The Pathological Contribution of Cell Adhesion Disruption in RGC Death
In order for cells to function normally, they need to make connections with other cells and with their environment. Breaking these connections will cause death. We believe that retinal ganglion cells (RGCs) lose these connections after optic nerve damage and that this may be one of the important initiators of their death in glaucoma. Understanding the importance of the link between ganglion cell connections and ganglion cell death may help us develop ways to prevent this pathology in optic neuropathies like glaucoma.
The goal of this research is to determine if loss of cell-to-cell, and/or cell-to-surface, contacts by RGCs stimulates the biological pathway leading to their death after damage to the optic nerve.

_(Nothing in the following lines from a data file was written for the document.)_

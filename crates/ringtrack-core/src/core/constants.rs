use std::f64::consts::PI;

/// Speed of light in vacuum [m/s] (definition).
pub const LIGHT_SPEED: f64 = 299_792_458.0;
/// Vacuum permeability [T.m/A] (definition).
pub const VACUUM_PERMEABILITY: f64 = 4.0 * PI * 1e-7;
/// Elementary charge [C] (CODATA, 2014-06-11).
pub const ELECTRON_CHARGE: f64 = 1.60217656535e-19;
/// Electron mass [kg] (CODATA, 2014-06-11).
pub const ELECTRON_MASS: f64 = 9.1093829140e-31;

/// Electron rest energy [J].
pub const ELECTRON_REST_ENERGY: f64 = ELECTRON_MASS * LIGHT_SPEED * LIGHT_SPEED;
/// Vacuum permittivity [F/m].
pub const VACUUM_PERMITTIVITY: f64 = 1.0 / (VACUUM_PERMEABILITY * LIGHT_SPEED * LIGHT_SPEED);
/// Electron rest energy [MeV].
pub const ELECTRON_REST_ENERGY_MEV: f64 = (ELECTRON_REST_ENERGY / ELECTRON_CHARGE) / 1e6;
/// Classical electron radius [m].
pub const ELECTRON_RADIUS: f64 = ELECTRON_CHARGE * ELECTRON_CHARGE
    / (4.0 * PI * VACUUM_PERMITTIVITY * ELECTRON_REST_ENERGY);
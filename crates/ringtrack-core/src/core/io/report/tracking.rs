use super::{
    Report, ReportError, ReportHeader, element_columns, sci_row, write_column_header,
    write_preamble,
};
use crate::core::models::accelerator::Accelerator;
use crate::core::models::tracking::Pos;
use crate::engine::index_set::IndexSet;
use crate::engine::positions::find_spos;
use std::io::Write;

const KEY_WIDTH: usize = 18;

fn check_start(start_element: usize, len: usize) -> Result<(), ReportError> {
    if start_element > 0 && start_element >= len {
        return Err(ReportError::ElementOutOfRange {
            index: start_element,
            len,
        });
    }
    Ok(())
}

/// Element indices visited by a one-turn pass starting at `start_element`.
fn cyclic_indices(start_element: usize, len: usize) -> impl Iterator<Item = usize> {
    (0..len).map(move |i| (start_element + i) % len)
}

/// Single-pass tracking result: `points[i]` is the particle at the entrance of
/// element `(start_element + i) mod N`.
///
/// Every element gets a row. Elements past the end of `points` (the particle was
/// lost) print NaN phase-space coordinates; `s` restarts at zero when the pass
/// wraps around to element 0.
#[derive(Debug, Clone, Copy)]
pub struct LinePassReport<'a> {
    points: &'a [Pos],
    start_element: usize,
}

impl<'a> LinePassReport<'a> {
    pub fn new(points: &'a [Pos], start_element: usize) -> Self {
        Self {
            points,
            start_element,
        }
    }
}

impl Report for LinePassReport<'_> {
    fn write_to(
        &self,
        accelerator: &Accelerator,
        header: &ReportHeader,
        writer: &mut impl Write,
    ) -> Result<(), ReportError> {
        let lattice = &accelerator.lattice;
        check_start(self.start_element, lattice.len())?;

        write_preamble(writer, header, Some("[track_linepass]"), accelerator, KEY_WIDTH)?;
        write_column_header(
            writer,
            &element_columns(&[
                "s[m]", "rx[m]", "px[rad]", "ry[m]", "py[rad]", "de", "dl[m]",
            ]),
        )?;

        // The entrance position of each element is also where a wrapped pass
        // finds it, since s restarts at element 0.
        let spos = find_spos(lattice, IndexSet::range(lattice.len() + 1).as_slice())?;
        let lost = Pos::nan();
        for (i, el_idx) in cyclic_indices(self.start_element, lattice.len()).enumerate() {
            let p = self.points.get(i).unwrap_or(&lost);
            writeln!(
                writer,
                "{:05} {:<15} {}",
                el_idx,
                lattice[el_idx].fam_name,
                sci_row(&[spos[el_idx], p.rx, p.px, p.ry, p.py, p.de, p.dl])
            )?;
        }
        Ok(())
    }
}

/// Turn-by-turn tracking result at a fixed observation point.
///
/// Rows follow the same cyclic element order as [`LinePassReport`], with the
/// phase-space fields ordered `rx, ry, de, px, py, dl`.
#[derive(Debug, Clone, Copy)]
pub struct RingPassReport<'a> {
    points: &'a [Pos],
    start_element: usize,
}

impl<'a> RingPassReport<'a> {
    pub fn new(points: &'a [Pos], start_element: usize) -> Self {
        Self {
            points,
            start_element,
        }
    }
}

impl Report for RingPassReport<'_> {
    fn write_to(
        &self,
        accelerator: &Accelerator,
        header: &ReportHeader,
        writer: &mut impl Write,
    ) -> Result<(), ReportError> {
        let lattice = &accelerator.lattice;
        check_start(self.start_element, lattice.len())?;

        write_preamble(writer, header, Some("[track_ringpass]"), accelerator, KEY_WIDTH)?;
        write_column_header(
            writer,
            &element_columns(&["rx[m]", "ry[m]", "de", "px[rad]", "py[rad]", "dl[m]"]),
        )?;

        let lost = Pos::nan();
        for (i, el_idx) in cyclic_indices(self.start_element, lattice.len()).enumerate() {
            let p = self.points.get(i).unwrap_or(&lost);
            writeln!(
                writer,
                "{:05} {:<15} {}",
                el_idx,
                lattice[el_idx].fam_name,
                sci_row(&[p.rx, p.ry, p.de, p.px, p.py, p.dl])
            )?;
        }
        Ok(())
    }
}

#[cfg(test)]
mod tests {
    use super::*;
    use crate::core::io::report::test_support::{accelerator, render};

    const NAN: &str = "                    +NAN";

    fn rows(text: &str) -> Vec<&str> {
        text.lines().skip(13).collect()
    }

    #[test]
    fn line_pass_wraps_and_resets_s() {
        let acc = accelerator();
        let points = vec![Pos::new(1e-3, 0.0, 0.0, 0.0, 0.0, 0.0); 3];
        let text = render(&LinePassReport::new(&points, 1), &acc);

        assert_eq!(text.lines().nth(4), Some("# [track_linepass]"));
        assert_eq!(
            text.lines().nth(5),
            Some("# ebeam_energy[eV]  : 3000000000.000000")
        );
        let rows = rows(&text);
        assert_eq!(rows.len(), 3);
        assert!(rows[0].starts_with("00001 L2              +1.00000000000000000E+00"));
        assert!(rows[1].starts_with("00002 L3              +3.00000000000000000E+00"));
        assert!(rows[2].starts_with("00000 L1              +0.00000000000000000E+00"));
    }

    #[test]
    fn line_pass_prints_nan_after_particle_loss() {
        let acc = accelerator();
        let points = vec![Pos::default()];
        let text = render(&LinePassReport::new(&points, 0), &acc);
        let rows = rows(&text);

        assert!(!rows[0].contains("NAN"));
        assert!(rows[1].starts_with("00001 L2              +1.00000000000000000E+00"));
        assert_eq!(rows[1].matches(NAN).count(), 6);
        assert_eq!(rows[2].matches(NAN).count(), 6);
    }

    #[test]
    fn ring_pass_reorders_phase_space_fields() {
        let acc = accelerator();
        let points = vec![Pos::new(1.0, 2.0, 3.0, 4.0, 5.0, 6.0)];
        let text = render(&RingPassReport::new(&points, 2), &acc);

        assert_eq!(text.lines().nth(4), Some("# [track_ringpass]"));
        let rows = rows(&text);
        assert_eq!(rows.len(), 3);
        let fields: Vec<&str> = rows[0].split_whitespace().collect();
        assert_eq!(fields[0], "00002");
        assert_eq!(fields[1], "L3");
        assert_eq!(
            &fields[2..],
            &[
                "+1.00000000000000000E+00",
                "+3.00000000000000000E+00",
                "+5.00000000000000000E+00",
                "+2.00000000000000000E+00",
                "+4.00000000000000000E+00",
                "+6.00000000000000000E+00",
            ]
        );
        assert!(rows[1].starts_with("00000 L1"));
        assert_eq!(rows[2].matches(NAN).count(), 6);
    }

    #[test]
    fn start_element_outside_lattice_is_rejected() {
        let acc = accelerator();
        let err = LinePassReport::new(&[], 3)
            .write_to(&acc, &ReportHeader::default(), &mut Vec::new())
            .unwrap_err();
        assert!(matches!(err, ReportError::ElementOutOfRange { index: 3, len: 3 }));
    }
}
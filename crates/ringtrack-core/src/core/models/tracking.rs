use serde::{Deserialize, Serialize};
use std::fmt;
use std::str::FromStr;
use thiserror::Error;

/// A point in 6-D phase space.
#[derive(Debug, Clone, Copy, PartialEq, Default, Serialize, Deserialize)]
pub struct Pos {
    /// Horizontal position [m].
    pub rx: f64,
    /// Horizontal angle [rad].
    pub px: f64,
    /// Vertical position [m].
    pub ry: f64,
    /// Vertical angle [rad].
    pub py: f64,
    /// Relative energy deviation.
    pub de: f64,
    /// Path-length deviation [m].
    pub dl: f64,
}

impl Pos {
    pub fn new(rx: f64, px: f64, ry: f64, py: f64, de: f64, dl: f64) -> Self {
        Self {
            rx,
            px,
            ry,
            py,
            de,
            dl,
        }
    }

    /// The point reported for positions a tracking run never reached.
    pub fn nan() -> Self {
        Self::new(f64::NAN, f64::NAN, f64::NAN, f64::NAN, f64::NAN, f64::NAN)
    }

    pub fn is_finite(&self) -> bool {
        [self.rx, self.px, self.ry, self.py, self.de, self.dl]
            .iter()
            .all(|v| v.is_finite())
    }
}

/// Phase-space plane in which a particle was lost.
#[derive(Debug, Clone, Copy, PartialEq, Eq, Hash, Default, Serialize, Deserialize)]
#[serde(rename_all = "lowercase")]
#[repr(u8)]
pub enum Plane {
    #[default]
    None = 0,
    X = 1,
    Y = 2,
    Z = 3,
}

#[derive(Debug, Error, Clone, PartialEq, Eq)]
#[error("Unknown plane: '{0}'")]
pub struct ParsePlaneError(pub String);

impl Plane {
    pub fn code(self) -> u8 {
        self as u8
    }
}

impl fmt::Display for Plane {
    fn fmt(&self, f: &mut fmt::Formatter<'_>) -> fmt::Result {
        f.write_str(match self {
            Plane::None => "none",
            Plane::X => "x",
            Plane::Y => "y",
            Plane::Z => "z",
        })
    }
}

impl FromStr for Plane {
    type Err = ParsePlaneError;

    fn from_str(s: &str) -> Result<Self, Self::Err> {
        match s.trim().to_ascii_lowercase().as_str() {
            "none" | "0" => Ok(Plane::None),
            "x" | "1" => Ok(Plane::X),
            "y" | "2" => Ok(Plane::Y),
            "z" | "3" => Ok(Plane::Z),
            _ => Err(ParsePlaneError(s.to_string())),
        }
    }
}

/// Outcome of tracking one initial condition of a dynamic-aperture scan.
#[derive(Debug, Clone, Copy, PartialEq, Default)]
pub struct DynApGridPoint {
    pub start_element: usize,
    pub lost_turn: u32,
    pub lost_element: usize,
    pub lost_plane: Plane,
    /// Initial condition.
    pub p: Pos,
    pub nux1: f64,
    pub nuy1: f64,
    pub nux2: f64,
    pub nuy2: f64,
}
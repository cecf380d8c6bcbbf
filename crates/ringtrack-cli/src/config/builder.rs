use super::defaults::DefaultsConfig;
use super::file::FileConfig;
use crate::cli::ReportArgs;
use crate::error::{CliError, Result};
use ringtrack::core::io::report::ReportHeader;
use std::path::Path;

/// Resolves the report header: CLI flags, then `--set` values and the config file,
/// then built-in defaults.
pub fn build_report_header(args: &ReportArgs, config_path: Option<&Path>) -> Result<ReportHeader> {
    let defaults = DefaultsConfig::default();

    let file_config = match config_path {
        Some(path) => FileConfig::from_file(path)?,
        None => FileConfig::default(),
    };
    let mut file_config = apply_set_values(file_config, &args.set_values)?;
    let report = file_config.report.take().unwrap_or_default();

    Ok(ReportHeader {
        tool: report.tool.unwrap_or(defaults.tool),
        version: env!("CARGO_PKG_VERSION").to_string(),
        organization: args
            .organization
            .clone()
            .or(report.organization)
            .unwrap_or(defaults.organization),
        contact: args
            .contact
            .clone()
            .or(report.contact)
            .unwrap_or(defaults.contact),
    })
}

fn apply_set_values(mut config: FileConfig, set_values: &[String]) -> Result<FileConfig> {
    for kv_pair in set_values {
        let (key, value) = kv_pair.split_once('=').ok_or_else(|| {
            CliError::Config(format!(
                "Invalid --set format: '{}'. Expected KEY=VALUE.",
                kv_pair
            ))
        })?;
        let report = config.report.get_or_insert_with(Default::default);
        let value = Some(value.trim_matches('"').to_string());
        match key.trim() {
            "report.tool" => report.tool = value,
            "report.organization" => report.organization = value,
            "report.contact" => report.contact = value,
            other => {
                return Err(CliError::Config(format!(
                    "Unsupported configuration key for --set: '{}'",
                    other
                )));
            }
        }
    }
    Ok(config)
}

#[cfg(test)]
mod tests {
    use super::*;
    use crate::cli::{Cli, Commands};
    use clap::Parser;
    use std::fs;
    use tempfile::tempdir;

    fn report_args(extra: &[&str]) -> ReportArgs {
        let mut argv = vec![
            "ringtrack", "report", "closed-orbit", "-l", "ring.toml", "-i", "cod.csv", "-o",
            "cod.txt",
        ];
        argv.extend_from_slice(extra);
        match Cli::parse_from(argv).command {
            Commands::Report(args) => args,
            other => panic!("Expected 'report' subcommand, got {:?}", other),
        }
    }

    #[test]
    fn defaults_apply_without_config() {
        let header = build_report_header(&report_args(&[]), None).unwrap();
        let defaults = DefaultsConfig::default();
        assert_eq!(header.tool, defaults.tool);
        assert_eq!(header.organization, defaults.organization);
        assert_eq!(header.contact, defaults.contact);
        assert_eq!(header.version, env!("CARGO_PKG_VERSION"));
    }

    #[test]
    fn file_values_override_defaults_and_cli_overrides_file() {
        let dir = tempdir().unwrap();
        let path = dir.path().join("ringtrack.toml");
        fs::write(
            &path,
            r#"
            [report]
            organization = "Beam Dynamics Group"
            contact = "bd@example.org"
            "#,
        )
        .unwrap();

        let header =
            build_report_header(&report_args(&["--contact", "me@example.org"]), Some(&path))
                .unwrap();
        assert_eq!(header.organization, "Beam Dynamics Group");
        assert_eq!(header.contact, "me@example.org");
        assert_eq!(header.tool, DefaultsConfig::default().tool);
    }

    #[test]
    fn set_values_override_file() {
        let dir = tempdir().unwrap();
        let path = dir.path().join("ringtrack.toml");
        fs::write(&path, "[report]\ntool = \"from-file\"\n").unwrap();

        let header = build_report_header(
            &report_args(&[
                "-S",
                "report.tool=ringtrack-dev",
                "-S",
                "report.organization=Light Source Division",
            ]),
            Some(&path),
        )
        .unwrap();
        assert_eq!(header.tool, "ringtrack-dev");
        assert_eq!(header.organization, "Light Source Division");
    }

    #[test]
    fn unknown_keys_are_config_errors() {
        let result = build_report_header(&report_args(&["-S", "report.colour=red"]), None);
        assert!(matches!(result, Err(CliError::Config(_))));

        let result = build_report_header(&report_args(&["-S", "report.tool"]), None);
        assert!(matches!(result, Err(CliError::Config(_))));

        let dir = tempdir().unwrap();
        let path = dir.path().join("bad.toml");
        fs::write(&path, "[report]\ncolour = \"red\"\n").unwrap();
        let result = build_report_header(&report_args(&[]), Some(&path));
        assert!(matches!(result, Err(CliError::FileParsing { .. })));
    }
}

Cells living in a complex tissue are most healthy when they make and retain contacts with other cells, and to the extracellular environment. We know that tissue culture cells begin to die when we break those contacts. We also know that an early response of RGCs to optic nerve damage, such as you would experience in glaucoma, is to retract their appendages and shrink. A major response of cells to this process is to activate a critical death protein called BAX. We have made technological advances to be able to watch BAX become activated in living RGCs. We found an important feature of this process was their ability to reverse the BAX activation process. The only other time this is known to happen is when cells that have lost their contacts with the outside world manage to reach out and re-establish them again. Our study is focused on determining if the process of BAX activation in RGCs follows the same principles, particularly if specialized signaling pathways associated with cell-cell contact play an important role.
This work will help us understand better how optic nerve damage leads to ganglion cell death. Importantly, the evidence that the process may be reversible provides a possible way to develop a therapy that will rescue damaged cells in patients with glaucoma.